¿Cuánta democracia soporta un partido?: Primarias, miedo al conflicto y reparto real del poder

Durante meses todo parecía decidido. El calendario estaba cerrado, la candidatura oficial llevaba semanas recorriendo agrupaciones y la organización transmitía esa serenidad que solo producen los procesos cuyo desenlace todos creen conocer de antemano. Las primarias iban a celebrarse, por supuesto. Nadie cuestionaba su conveniencia. Eran la demostración de que el partido practicaba internamente la democracia que reclamaba para el conjunto de la sociedad. Pero bastó que una persona anunciara su intención de competir sin el respaldo de la dirección para que la conversación cambiara por completo. De repente dejaron de ocupar el centro del debate las ideas, los proyectos o los modelos de liderazgo. La atención se desplazó hacia los avales, los plazos reglamentarios, el acceso al censo, la interpretación de las normas y las competencias de los órganos de garantías. La política cedió el protagonismo al procedimiento. Lo que hasta ese momento parecía un ejercicio de participación comenzó a presentarse como un problema de gobernabilidad.

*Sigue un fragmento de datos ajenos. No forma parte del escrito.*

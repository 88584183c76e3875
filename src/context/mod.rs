//! Provenance context for catalogs and the items inside them.
//!
//! Every catalog page carries a [`CatalogContext`] recording which provider
//! produced it, which catalog it belongs to, and where in the pagination
//! sequence it sits. Every item carries a [`ContentContext`] with its own
//! snapshot of the catalog context, so an item's provenance is frozen at
//! ingestion time and cannot be changed retroactively by later page
//! transitions.
//!
//! All three types are immutable value objects: "mutation" is always the
//! construction of a new value (see [`CatalogContext::next_page`]).

use std::collections::BTreeMap;

use chrono::{DateTime, Utc};
use marquee_common::{MediaType, RequestId};
use serde::{Deserialize, Serialize};

/// Pagination position of one catalog page.
#[derive(Debug, Clone, PartialEq, Serialize, Deserialize)]
pub struct PageInfo {
    /// Current page number, 1-based. Always >= 1.
    pub current_page: u32,
    /// Total number of pages, if the provider reports it.
    pub total_pages: Option<u32>,
    /// Total number of items across all pages, if the provider reports it.
    pub total_items: Option<u64>,
    /// Whether more pages exist after `current_page`.
    ///
    /// Recomputed on every page transition; never copied stale.
    pub has_more_pages: bool,
    /// Number of items requested per page.
    pub page_size: u32,
}

impl PageInfo {
    /// Build page info for the first page of a catalog.
    pub fn first_page(page_size: u32, total_pages: Option<u32>, total_items: Option<u64>) -> Self {
        Self {
            current_page: 1,
            total_pages,
            total_items,
            has_more_pages: total_pages.map_or(true, |tp| tp > 1),
            page_size,
        }
    }
}

/// Provenance of one page of one catalog from one provider.
///
/// Immutable. Advancing to the next page produces a fresh value via
/// [`next_page`](Self::next_page); the original remains valid and unchanged,
/// which is what allows already-ingested items to keep their own snapshots.
#[derive(Debug, Clone, PartialEq, Serialize, Deserialize)]
pub struct CatalogContext {
    /// Identifier of the provider that produced this page (e.g. "tmdb").
    pub provider_id: String,
    /// Display name of the provider (e.g. "The Movie Database").
    pub provider_name: String,
    /// Provider-scoped catalog identifier (e.g. "popular").
    pub catalog_id: String,
    /// Display name of the catalog (e.g. "Popular Movies").
    pub catalog_name: String,
    /// Provider-specific catalog type string (e.g. "trending_movies").
    pub catalog_type: String,
    /// Pagination position of this page.
    pub page_info: PageInfo,
    /// Opaque filter key/value pairs the catalog was fetched with.
    pub filters: BTreeMap<String, String>,
    /// When this page was fetched.
    pub last_fetch_at: DateTime<Utc>,
    /// Correlation ID for the fetch that produced this page.
    pub request_id: RequestId,
    /// Opaque provider-specific metadata.
    #[serde(default)]
    pub metadata: serde_json::Value,
}

impl CatalogContext {
    /// Derive the context for the page after this one.
    ///
    /// Increments `current_page`, recomputes `has_more_pages` (`true` when
    /// `total_pages` is unknown, otherwise `true` iff another page exists
    /// after the new one), and stamps a fresh `request_id` and
    /// `last_fetch_at`. The receiver is not modified.
    #[must_use]
    pub fn next_page(&self) -> Self {
        let next = self.page_info.current_page + 1;
        let has_more = self.page_info.total_pages.map_or(true, |tp| next < tp);
        Self {
            page_info: PageInfo {
                current_page: next,
                has_more_pages: has_more,
                ..self.page_info.clone()
            },
            last_fetch_at: Utc::now(),
            request_id: RequestId::new(),
            ..self.clone()
        }
    }

    /// Rebuild this context with fresh page info and a new request stamp.
    ///
    /// Used by the pagination engine to overlay authoritative page info from
    /// a new fetch onto a context the UI has been chaining "load more" calls
    /// off of, without losing the original catalog identity or filters.
    #[must_use]
    pub fn with_page_info(&self, page_info: PageInfo, request_id: RequestId) -> Self {
        Self {
            page_info,
            last_fetch_at: Utc::now(),
            request_id,
            ..self.clone()
        }
    }
}

/// Provenance of a single item within a catalog page.
///
/// Holds its catalog context by value: each item owns its own snapshot, so
/// later catalog page transitions cannot retroactively change the provenance
/// of an item that was already rendered. Created once at ingestion and never
/// mutated afterward.
#[derive(Debug, Clone, PartialEq, Serialize, Deserialize)]
pub struct ContentContext {
    /// Snapshot of the catalog page this item was fetched from.
    pub catalog_context: CatalogContext,
    /// Media type the provider reported for the item.
    pub original_media_type: MediaType,
    /// Provider-scoped identifier of the item.
    pub original_media_id: String,
    /// Identifier of the originating provider.
    pub provider_id: String,
    /// Display name of the originating provider.
    pub provider_name: String,
    /// 0-based index of the item within the catalog at fetch time.
    pub position_in_catalog: usize,
    /// When the item was fetched.
    pub fetched_at: DateTime<Utc>,
    /// Correlation ID of the fetch that produced the item.
    pub request_id: RequestId,
    /// Raw provider payload kept for debugging, if enabled.
    #[serde(skip_serializing_if = "Option::is_none")]
    pub original_data: Option<serde_json::Value>,
}

impl ContentContext {
    /// Create the provenance record for one item at ingestion time.
    ///
    /// The catalog context is cloned into the record, decoupling the item
    /// from any later mutation of the source context.
    pub fn new(
        catalog_context: &CatalogContext,
        original_media_type: MediaType,
        original_media_id: impl Into<String>,
        position_in_catalog: usize,
    ) -> Self {
        Self {
            catalog_context: catalog_context.clone(),
            original_media_type,
            original_media_id: original_media_id.into(),
            provider_id: catalog_context.provider_id.clone(),
            provider_name: catalog_context.provider_name.clone(),
            position_in_catalog,
            fetched_at: Utc::now(),
            request_id: catalog_context.request_id,
            original_data: None,
        }
    }

    /// Attach the raw provider payload for debugging.
    #[must_use]
    pub fn with_original_data(mut self, data: serde_json::Value) -> Self {
        self.original_data = Some(data);
        self
    }
}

La escena podría pertenecer a casi cualquier partido político y a casi cualquier democracia. Cambian las siglas, las ideologías, los protagonistas y los reglamentos, pero el patrón se repite con una regularidad sorprendente. Mientras las primarias confirman las expectativas de las direcciones, suelen presentarse como una prueba de madurez democrática. Cuando introducen la posibilidad real de alterar el equilibrio interno del poder, aparecen las apelaciones a la responsabilidad, las discusiones sobre las garantías y la preocupación por la estabilidad de la organización. Es entonces cuando la democracia deja de ser un principio abstracto y se convierte en una experiencia atravesada por la incertidumbre.

En realidad, el problema nunca ha sido únicamente la participación. El problema es la confianza. Toda organización democrática acaba enfrentándose, tarde o temprano, a una pregunta incómoda: ¿confía realmente en la capacidad de quienes la integran para decidir el rumbo colectivo o confía más en el criterio de quienes ya ocupan posiciones de dirección? La participación no responde por sí sola a esa pregunta. Simplemente la hace visible. Mientras el resultado permanece bajo control, la confianza parece fuera de discusión. Es cuando el desenlace deja de estar garantizado cuando una organización descubre hasta dónde está realmente dispuesta a confiar en su propia comunidad.

Ahí aparece una de las paradojas menos analizadas de nuestras democracias. Los partidos políticos reclaman, con razón, instituciones más abiertas, administraciones más transparentes y una ciudadanía más implicada en las decisiones públicas. Denuncian la desafección política y presentan la participación como uno de los principales remedios para recuperar la confianza social en las instituciones. Sin embargo, cuando esa misma lógica participativa penetra en su propio funcionamiento interno, el entusiasmo suele moderarse. La participación continúa siendo un valor, pero deja de ser incondicional. Es bienvenida mientras legitima las decisiones de la organización; empieza a resultar incómoda cuando puede modificarlas.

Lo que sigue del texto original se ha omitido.